Tuesday, December 8, 2015

A new study reveals that a man's sperm can "know" how lean or obese they are.  Their observations suggest that men can pass down information about the availability of food to their offspring which could increase the child's chance of being overweight.  For example, in a 1944 famine in the Netherlands, women who were pregnant had higher chances to give birth to a child who is prone to diabetes and obesity.  It is hard to say that the results they received are perfect due to the genetic differences of the patients in the study, but the results do coincide to a number of other studies.

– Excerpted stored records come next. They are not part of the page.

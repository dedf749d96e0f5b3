use anyhow::{Context, Result};
use console::style;
use palate_core::PalateConfig;
use std::path::Path;

/// Handle the init command
pub fn handle_init_command(workspace: &Path, force: bool) -> Result<()> {
    println!("{}", style("Initialize palate configuration").blue().bold());
    println!("Workspace: {}", workspace.display());

    let created = PalateConfig::bootstrap_project(workspace, force)
        .with_context(|| "failed to initialize configuration files")?;

    if created.is_empty() {
        println!(
            "{} palate.toml already exists; pass --force to overwrite",
            style("Skipped:").yellow().bold()
        );
    } else {
        for file in created {
            println!("{} {file}", style("Created:").green().bold());
        }
    }

    Ok(())
}

#[cfg(test)]
mod tests {
    use super::*;
    use tempfile::TempDir;

    #[test]
    fn test_init_respects_force() {
        let temp_dir = TempDir::new().unwrap();
        let path = temp_dir.path().join("palate.toml");

        handle_init_command(temp_dir.path(), false).unwrap();
        std::fs::write(&path, "[cache]\nttl_seconds = 5\n").unwrap();

        handle_init_command(temp_dir.path(), false).unwrap();
        assert!(std::fs::read_to_string(&path).unwrap().contains("ttl_seconds = 5"));

        handle_init_command(temp_dir.path(), true).unwrap();
        assert!(std::fs::read_to_string(&path).unwrap().contains("ttl_seconds = 3600"));
    }
}
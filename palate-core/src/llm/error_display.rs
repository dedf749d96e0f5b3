//! Error display helpers for external service failures
//!
//! For terminal output only. Error values and log fields stay plain text; the
//! CLI uses these helpers when it tells the user a result was degraded.

use console::style;

/// Get a styled error message
pub fn style_service_error(message: &str) -> String {
    style(message).red().to_string()
}

/// Get a styled warning message
pub fn style_service_warning(message: &str) -> String {
    style(message).yellow().to_string()
}

/// Get a styled service name, colored by the backing platform
pub fn style_service_name(service: &str) -> String {
    let styled_name = match service.to_lowercase().as_str() {
        "openai" => style(service).green(),
        "huggingface" => style(service).yellow(),
        _ => style(service).cyan(),
    };
    styled_name.to_string()
}

/// Format a service error for display
pub fn format_service_error(service: &str, error: &str) -> String {
    format!("{} {}", style_service_name(service), style_service_error(error))
}

/// Format a service warning for display
pub fn format_service_warning(service: &str, warning: &str) -> String {
    format!("{} {}", style_service_name(service), style_service_warning(warning))
}

#[cfg(test)]
mod tests {
    use super::*;

    #[test]
    fn test_formatted_error_keeps_text() {
        console::set_colors_enabled(false);
        assert_eq!(
            format_service_error("huggingface", "HTTP 503"),
            "huggingface HTTP 503"
        );
        assert_eq!(
            format_service_warning("openai", "empty completion"),
            "openai empty completion"
        );
    }
}
//! Palate Core Library
//!
//! Customer feedback analysis for restaurant kitchens. Given a customer's
//! rating and comment history, the crate produces:
//!
//! - a cached per-customer analysis (statistics, sentiment, emotion, summary,
//!   keywords, food entities and rule-based recommendations),
//! - a per-order note with a preparation priority and advisor text,
//! - a one-off analysis of a single comment.
//!
//! ## Architecture
//!
//! - **Local first**: statistics, sentiment and keyword extraction never
//!   leave the process.
//! - **Bounded external calls**: emotion, summary and advisor calls each run
//!   under a timeout and degrade to neutral defaults on failure.
//! - **Owned cache**: analyses are cached per customer with a TTL, and
//!   concurrent misses for one customer share a single computation.

pub mod analysis;
pub mod config;
pub mod engine;
pub mod llm;
pub mod repository;

pub use analysis::{
    AnalysisCache, AnalysisError, FeedbackAnalysisOrchestrator, FeedbackRecord,
    ItemFeedbackAnalysis, ItemFeedbackAnalyzer, OrderRiskAnalyzer, OrderRiskNote, OrderedItem,
    Priority, RecommendationSynthesizer, SentimentLabel, TextSignal, TextSignalExtractor,
    UserFeedbackAnalysis,
};
pub use config::{ConfigManager, PalateConfig};
pub use engine::{EngineServices, FeedbackEngine};
pub use llm::ServiceError;
pub use repository::{
    FeedbackRepository, InMemoryFeedbackRepository, JsonFileFeedbackRepository, RepositoryError,
};

#[cfg(test)]
mod tests {
    use super::*;
    use std::sync::Arc;
    use tempfile::TempDir;

    #[tokio::test]
    async fn test_engine_from_default_config() {
        let temp_dir = TempDir::new().unwrap();
        let repository = Arc::new(JsonFileFeedbackRepository::new(
            temp_dir.path().join("feedback.json"),
        ));
        let config = PalateConfig {
            advisor: config::AdvisorConfig {
                enabled: false,
                ..Default::default()
            },
            ..Default::default()
        };

        let engine = FeedbackEngine::from_config(&config, repository).unwrap();
        assert!(engine.cache().is_some());

        // Missing feedback file is a storage failure, reported as a flagged default.
        let analysis = engine.analyze("c-1").await;
        assert!(analysis.is_error);
        assert_eq!(analysis.recommendations, vec!["Standard preparation recommended"]);
    }

    #[test]
    fn test_error_display() {
        let err = AnalysisError::InvalidInput("customer id must not be blank".to_string());
        assert!(err.to_string().contains("customer id"));

        let err = ServiceError::Timeout {
            service: "emotion",
            millis: 250,
        };
        assert_eq!(err.to_string(), "emotion timed out after 250ms");
    }
}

Romain Barres, a genetic scientist from the University of Coppenhagen, and his colleagues conducted this study with 13 "lean" men with a median body mass index (BMI) of 23, and 10 "obese" men with a median BMI of 32.  To further explain BMI, a man who is 180 cm and 75 kg has a BMI of 23 and a man of the same height who has a BMI of 32 weighs 104 kg.  The scientists then obeserved different epigenetic markers of the patients sperm.  What they found were that the gene methylation patterns of the sperm differed between the two groups of men.  Gene methylation is a determining factor in whether or not a gene is turned on.  About 9000 genes were found to be methylated depending on the group, lean or obese, the patient was in.  Most of those genes were related to brain development, appetite control, and metabolism.
Image result for fat guy and skinny guy

To further explain whether weight loss will or will not affect a persons epigenetic markers they ran an experiment with six men who are about to undergo gastric bypass surgery.  Prior to surgery the scientists collected sperm samples and then another sample a week later.  Their results show that epigenetic changes can happen very quickly because of the differences in methylation in 1509 genes.  A year later when their weight reached a stable level another sample was collected and they found 3910 gene changes.